Marcel Chevalier (28 February 1921 – 8 October 2008) was the last chief executioner (Monsieur de Paris) of France.
==Early life==
Chevalier was born in Montrouge, Seine on 28 February 1921.

At the age of 13, Chevalier began working in printing. A talented printer, he was a recipient of the Meilleur Ouvrier de France.

== Career ==
Chevalier’s wife was the niece of chief executioner André Obrecht. Obrecht had no children of his own and chose Chevalier as his successor.

Chevalier was officially named an executioner on 1 October 1958 and became Obrecht’s assistant on 4 November of that year. Obrecht retired in 1976 and Chevalier succeeded him to the position of chief executioner.

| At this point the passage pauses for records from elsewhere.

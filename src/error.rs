//! Error types for the launcher

use std::fmt;
use std::io;
use std::path::PathBuf;
use thiserror::Error;

/// The bootstrap step a failure belongs to
#[derive(Debug, Clone, Copy, PartialEq, Eq)]
pub enum Step {
    IsolatedHome,
    ApplicationRoot,
    Activation,
    ConfigDir,
    Delegation,
}

impl fmt::Display for Step {
    fn fmt(&self, f: &mut fmt::Formatter<'_>) -> fmt::Result {
        let name = match self {
            Step::IsolatedHome => "isolated home",
            Step::ApplicationRoot => "application root",
            Step::Activation => "environment activation",
            Step::ConfigDir => "config directory",
            Step::Delegation => "task delegation",
        };
        f.write_str(name)
    }
}

#[derive(Error, Debug)]
pub enum LaunchError {
    #[error("Could not create isolated home under {}: {source}", .parent.display())]
    HomeCreation {
        parent: PathBuf,
        #[source]
        source: io::Error,
    },

    #[error("Application root {} is not accessible: {source}", .path.display())]
    RootInaccessible {
        path: PathBuf,
        #[source]
        source: io::Error,
    },

    #[error("Application root {} is not a directory", .0.display())]
    RootNotDirectory(PathBuf),

    #[error("Activation script not found: {}", .0.display())]
    ActivationMissing(PathBuf),

    #[error("Could not run activation script {}: {source}", .path.display())]
    ActivationSpawn {
        path: PathBuf,
        #[source]
        source: io::Error,
    },

    #[error("Activation script {} failed ({status})", .path.display())]
    ActivationFailed { path: PathBuf, status: String },

    #[error("Activation script {} produced a malformed environment", .0.display())]
    ActivationOutput(PathBuf),

    #[error("Could not create config directory {}: {source}", .path.display())]
    ConfigDir {
        path: PathBuf,
        #[source]
        source: io::Error,
    },

    #[error("Could not open log file {}: {source}", .path.display())]
    LogOpen {
        path: PathBuf,
        #[source]
        source: io::Error,
    },

    #[error("Could not write to log file {}: {source}", .path.display())]
    LogWrite {
        path: PathBuf,
        #[source]
        source: io::Error,
    },

    #[error("Task runner command is empty")]
    EmptyTaskCommand,
}

impl LaunchError {
    /// The step that failed
    pub fn step(&self) -> Step {
        match self {
            LaunchError::HomeCreation { .. } => Step::IsolatedHome,
            LaunchError::RootInaccessible { .. } | LaunchError::RootNotDirectory(_) => {
                Step::ApplicationRoot
            }
            LaunchError::ActivationMissing(_)
            | LaunchError::ActivationSpawn { .. }
            | LaunchError::ActivationFailed { .. }
            | LaunchError::ActivationOutput(_) => Step::Activation,
            LaunchError::ConfigDir { .. } => Step::ConfigDir,
            LaunchError::LogOpen { .. }
            | LaunchError::LogWrite { .. }
            | LaunchError::EmptyTaskCommand => Step::Delegation,
        }
    }

    /// Whether this failure happened while preparing the environment,
    /// before the task could be handed off
    pub fn is_environment_setup(&self) -> bool {
        self.step() != Step::Delegation
    }

    /// Process exit code for this failure (sysexits.h values)
    pub fn exit_code(&self) -> i32 {
        match self {
            LaunchError::HomeCreation { .. } | LaunchError::ConfigDir { .. } => EX_CANTCREAT,
            LaunchError::RootInaccessible { .. } | LaunchError::RootNotDirectory(_) => {
                EX_NOINPUT
            }
            LaunchError::ActivationMissing(_)
            | LaunchError::ActivationSpawn { .. }
            | LaunchError::ActivationFailed { .. }
            | LaunchError::ActivationOutput(_) => EX_CONFIG,
            LaunchError::LogOpen { .. } | LaunchError::LogWrite { .. } => EX_IOERR,
            LaunchError::EmptyTaskCommand => EX_UNAVAILABLE,
        }
    }
}

pub const EX_NOINPUT: i32 = 66;
pub const EX_UNAVAILABLE: i32 = 69;
pub const EX_CANTCREAT: i32 = 73;
pub const EX_IOERR: i32 = 74;
pub const EX_CONFIG: i32 = 78;

pub type Result<T> = std::result::Result<T, LaunchError>;

#[cfg(test)]
mod tests {
    use super::*;

    #[test]
    fn test_setup_failures_are_classified() {
        let err = LaunchError::RootNotDirectory(PathBuf::from("/code"));
        assert_eq!(err.step(), Step::ApplicationRoot);
        assert!(err.is_environment_setup());
        assert_eq!(err.exit_code(), EX_NOINPUT);

        let err = LaunchError::ActivationMissing(PathBuf::from("/code/env/bin/activate"));
        assert_eq!(err.step(), Step::Activation);
        assert!(err.is_environment_setup());
    }

    #[test]
    fn test_delegation_failures_are_not_setup() {
        let err = LaunchError::LogWrite {
            path: PathBuf::from("/var/log/osf/analytics.log"),
            source: io::Error::from(io::ErrorKind::Other),
        };
        assert_eq!(err.step(), Step::Delegation);
        assert!(!err.is_environment_setup());
        assert_eq!(err.exit_code(), EX_IOERR);

        assert_eq!(LaunchError::EmptyTaskCommand.exit_code(), EX_UNAVAILABLE);
    }

    #[test]
    fn test_error_message_names_path() {
        let err = LaunchError::ConfigDir {
            path: PathBuf::from("/tmp/home/.config/matplotlib"),
            source: io::Error::from(io::ErrorKind::PermissionDenied),
        };
        assert!(err.to_string().contains("/tmp/home/.config/matplotlib"));
    }
}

He held this position until 1981, when capital punishment was abolished under president François Mitterrand and justice minister Robert Badinter. The method of application of the death penalty for civilian capital offences in France from 1791 to 1981 was beheading with the guillotine. Military executions were by firing squad.

Chevalier performed or assisted with 42 executions after starting his career in 1958. After his appointment as chief executioner on 1 October 1976, he executed only two people. They were the last two executions in France:
- Jérôme Carrein, condemned twice for the murder and rape of an eight-year-old girl, was guillotined on 23 June 1977 in Douai.
- Hamida Djandoubi, for having tortured and strangled his former nurse, was guillotined on 10 September 1977 in Marseille.

== Retirement and death ==
Chevalier officially retired on October 10, 1981. Being an executioner brought him about 1,000 euros a month, and he had continued to work as a printer during his tenure as chief executioner. Chevalier returned to this career full time after retirement.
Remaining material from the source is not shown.